Homsi E, Barreiro M F, Orlando J M, Higa E M
Intensive Care Unit, Hospital Municipal Artur Ribeiro de Saboya, São Paulo, Brazil.
Ren Fail. 1997 Mar;19(2):283-8. doi: 10.3109/08860229709026290.
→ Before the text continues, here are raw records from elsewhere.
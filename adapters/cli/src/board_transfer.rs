//! Single-line board snapshots for sharing layouts between runs.

use base64::{engine::general_purpose::STANDARD_NO_PAD, Engine as _};
use hex_cascade_core::{Block, Board, BoardError, CellKey, Footprint, RowOffset, MAX_FOOTPRINT_SIDE};
use serde::{Deserialize, Serialize};
use thiserror::Error;

const SNAPSHOT_DOMAIN: &str = "hexcascade";
const SNAPSHOT_VERSION: &str = "v1";

/// Identifier prefix emitted before the encoded snapshot payload.
pub(crate) const SNAPSHOT_HEADER: &str = "hexcascade:v1";
/// Delimiter used to separate the prefix, board dimensions and payload.
const FIELD_DELIMITER: char = ':';

/// Snapshot of every occupied cell together with the board footprint.
#[derive(Clone, Debug, PartialEq, Eq)]
pub(crate) struct BoardSnapshot {
    width: u32,
    height: u32,
    offset: RowOffset,
    cells: Vec<SnapshotCell>,
}

impl BoardSnapshot {
    /// Captures the occupied cells of `board`.
    #[must_use]
    pub(crate) fn capture(board: &Board) -> Self {
        let footprint = board.footprint();
        Self {
            width: footprint.width(),
            height: footprint.height(),
            offset: footprint.offset(),
            cells: board
                .iter()
                .map(|(cell, block)| SnapshotCell {
                    key: cell.key(),
                    block: *block,
                })
                .collect(),
        }
    }

    /// Rebuilds the board described by the snapshot.
    pub(crate) fn into_board(self) -> Result<Board, BoardTransferError> {
        let footprint = Footprint::with_offset(self.width, self.height, self.offset);
        let mut board = Board::empty(footprint);
        for cell in self.cells {
            let _ = board.place(cell.key.coord(), cell.block)?;
        }
        Ok(board)
    }

    /// Encodes the snapshot into a single-line string suitable for clipboard transfer.
    pub(crate) fn encode(&self) -> Result<String, BoardTransferError> {
        let payload = SerializableSnapshot {
            offset: self.offset,
            cells: self.cells.clone(),
        };
        let json = serde_json::to_vec(&payload)?;
        let encoded = STANDARD_NO_PAD.encode(json);
        Ok(format!(
            "{SNAPSHOT_HEADER}:{}x{}:{encoded}",
            self.width, self.height
        ))
    }

    /// Decodes a snapshot from the provided string representation.
    pub(crate) fn decode(value: &str) -> Result<Self, BoardTransferError> {
        let trimmed = value.trim();
        if trimmed.is_empty() {
            return Err(BoardTransferError::EmptyPayload);
        }

        let mut parts = trimmed.split(FIELD_DELIMITER);
        let domain = parts.next().ok_or(BoardTransferError::MissingPrefix)?;
        let version = parts.next().ok_or(BoardTransferError::MissingVersion)?;
        let dimensions = parts.next().ok_or(BoardTransferError::MissingDimensions)?;
        let payload = parts.next().ok_or(BoardTransferError::MissingPayload)?;

        if domain != SNAPSHOT_DOMAIN {
            return Err(BoardTransferError::InvalidPrefix(domain.to_owned()));
        }
        if version != SNAPSHOT_VERSION {
            return Err(BoardTransferError::UnsupportedVersion(version.to_owned()));
        }

        let (width, height) = parse_dimensions(dimensions)?;
        let bytes = STANDARD_NO_PAD.decode(payload.as_bytes())?;
        let decoded: SerializableSnapshot = serde_json::from_slice(&bytes)?;

        Ok(Self {
            width,
            height,
            offset: decoded.offset,
            cells: decoded.cells,
        })
    }
}

#[derive(Clone, Debug, PartialEq, Eq, Serialize, Deserialize)]
struct SnapshotCell {
    key: CellKey,
    block: Block,
}

#[derive(Clone, Debug, PartialEq, Eq, Serialize, Deserialize)]
struct SerializableSnapshot {
    offset: RowOffset,
    cells: Vec<SnapshotCell>,
}

/// Errors that can occur while encoding or decoding board transfer strings.
#[derive(Debug, Error)]
pub(crate) enum BoardTransferError {
    /// The provided string was empty or contained only whitespace.
    #[error("board snapshot was empty")]
    EmptyPayload,
    /// The prefix segment was missing from the encoded snapshot.
    #[error("board string is missing the prefix")]
    MissingPrefix,
    /// The encoded snapshot did not contain a version segment.
    #[error("board string is missing the version")]
    MissingVersion,
    /// The encoded snapshot did not include board dimensions.
    #[error("board string is missing the board dimensions")]
    MissingDimensions,
    /// The encoded snapshot did not include the payload segment.
    #[error("board string is missing the payload")]
    MissingPayload,
    /// The encoded snapshot used an unexpected prefix segment.
    #[error("board prefix '{0}' is not supported")]
    InvalidPrefix(String),
    /// The encoded snapshot used an unsupported version identifier.
    #[error("board version '{0}' is not supported")]
    UnsupportedVersion(String),
    /// The board dimensions could not be parsed or fall outside the supported range.
    #[error("could not parse board dimensions '{0}'")]
    InvalidDimensions(String),
    /// The base64 payload could not be decoded.
    #[error("could not decode board payload: {0}")]
    InvalidEncoding(#[from] base64::DecodeError),
    /// The payload could not be serialised or deserialised.
    #[error("could not process board payload: {0}")]
    InvalidPayload(#[from] serde_json::Error),
    /// A snapshot cell lies outside the declared footprint.
    #[error(transparent)]
    CellOutOfBounds(#[from] BoardError),
}

fn parse_dimensions(dimensions: &str) -> Result<(u32, u32), BoardTransferError> {
    let invalid = || BoardTransferError::InvalidDimensions(dimensions.to_owned());
    let (width, height) = dimensions.split_once(['x', 'X']).ok_or_else(invalid)?;

    let width = width.trim().parse::<u32>().map_err(|_| invalid())?;
    let height = height.trim().parse::<u32>().map_err(|_| invalid())?;

    let supported = 1..=MAX_FOOTPRINT_SIDE;
    if !supported.contains(&width) || !supported.contains(&height) {
        return Err(invalid());
    }

    Ok((width, height))
}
Patients that develop rhabdomyolysis of different causes are at high risk of acute renal failure. Efforts to minimize this risk include volume repletion, treatment with mannitol, and urinary alkalinization as soon as possible after muscle injury. This is a retrospective analysis (from January 1, 1992, to December 31, 1995) of therapeutic response to prophylactic treatment in patients with rhabdomyolysis admitted to an intensive care unit (ICU). The diagnosis of rhabdomyolysis was based on creatinine kinase (CK) level (> 500 Ui/L) and the criteria for prophylaxis were: time elapsed between muscle injury to ICU admission < 48 h and serum creatinine < 3 mg/dL. Fifteen patients were treated with the association of saline, mannitol, and sodium bicarbonate (S + M + B group) and 9 patients received only saline (S group). Serum creatinine at admission was similar in both groups: 1.6 +/- 0.6 mg/dL in the S + M + B group and 1.5 +/- 0.6 mg/dL in the S group (p > 0.05). Maximum serum CK measured was 3351 +/- 1693 IU/L in the S + M + B group and 1747 +/- 2345 IU/L in the S group (p < 0.05). However the measurement of CK was earlier in S + M + B patients (1.7 vs 2.7 days after rhabdomyolysis). APACHE II scores were 16.9 +/- 7.4 and 13.4 +/- 4.9 in the S + M + MB and S groups, respectively (p > 0.05). Despite the treatment protocol the serum levels of creatinine had similar behavior and reached normal levels in all patients in 2 or 3 days. The saline infusion during the first 60 h on the ICU was 206 mL/h in the S group and 204 mL/h in S + M + B (p > 0.05). Mannitol dose was 56 g/day, and bicarbonate 225 mEq/day during 4.7 days. Our data show that progression to established renal failure can be totally avoided with prophylactic treatment, and that once appropriate saline expansion is provided, the association of mannitol and bicarbonate seems to be unnecessary.
不同病因导致横纹肌溶解的患者有发生急性肾衰竭的高风险。将这种风险降至最低的措施包括补充血容量、使用甘露醇治疗以及在肌肉损伤后尽快进行尿液碱化。这是一项对入住重症监护病房(ICU)的横纹肌溶解患者预防性治疗的疗效进行的回顾性分析(时间跨度为1992年1月1日至1995年12月31日)。横纹肌溶解的诊断基于肌酸激酶(CK)水平(>500 Ui/L),预防标准为:从肌肉损伤到入住ICU的时间间隔<48小时且血清肌酐<3 mg/dL。15例患者接受了生理盐水、甘露醇和碳酸氢钠联合治疗(S+M+B组),9例患者仅接受生理盐水治疗(S组)。两组患者入院时的血清肌酐水平相似:S+M+B组为1.6±0.6 mg/dL,S组为1.5±0.6 mg/dL(p>0.05)。S+M+B组测得的最高血清CK为3351±1693 IU/L,S组为1747±2345 IU/L(p<0.05)。然而,S+M+B组患者的CK测量时间更早(横纹肌溶解后1.7天对2.7天)。S+M+B组和S组的急性生理与慢性健康状况评分系统(APACHE II)评分分别为16.9±7.4和13.4±4.9(p>0.05)。尽管采用了治疗方案,但所有患者的血清肌酐水平变化相似,并在2或3天内恢复正常。在ICU的前60小时,S组的生理盐水输注速度为206 mL/h,S+M+B组为204 mL/h(p>0.05)。甘露醇剂量为56 g/天,碳酸氢钠在4.7天内为225 mEq/天。我们的数据表明,预防性治疗可完全避免进展为确诊的肾衰竭,并且一旦提供了适当的生理盐水扩容,甘露醇和碳酸氢钠联合使用似乎并无必要。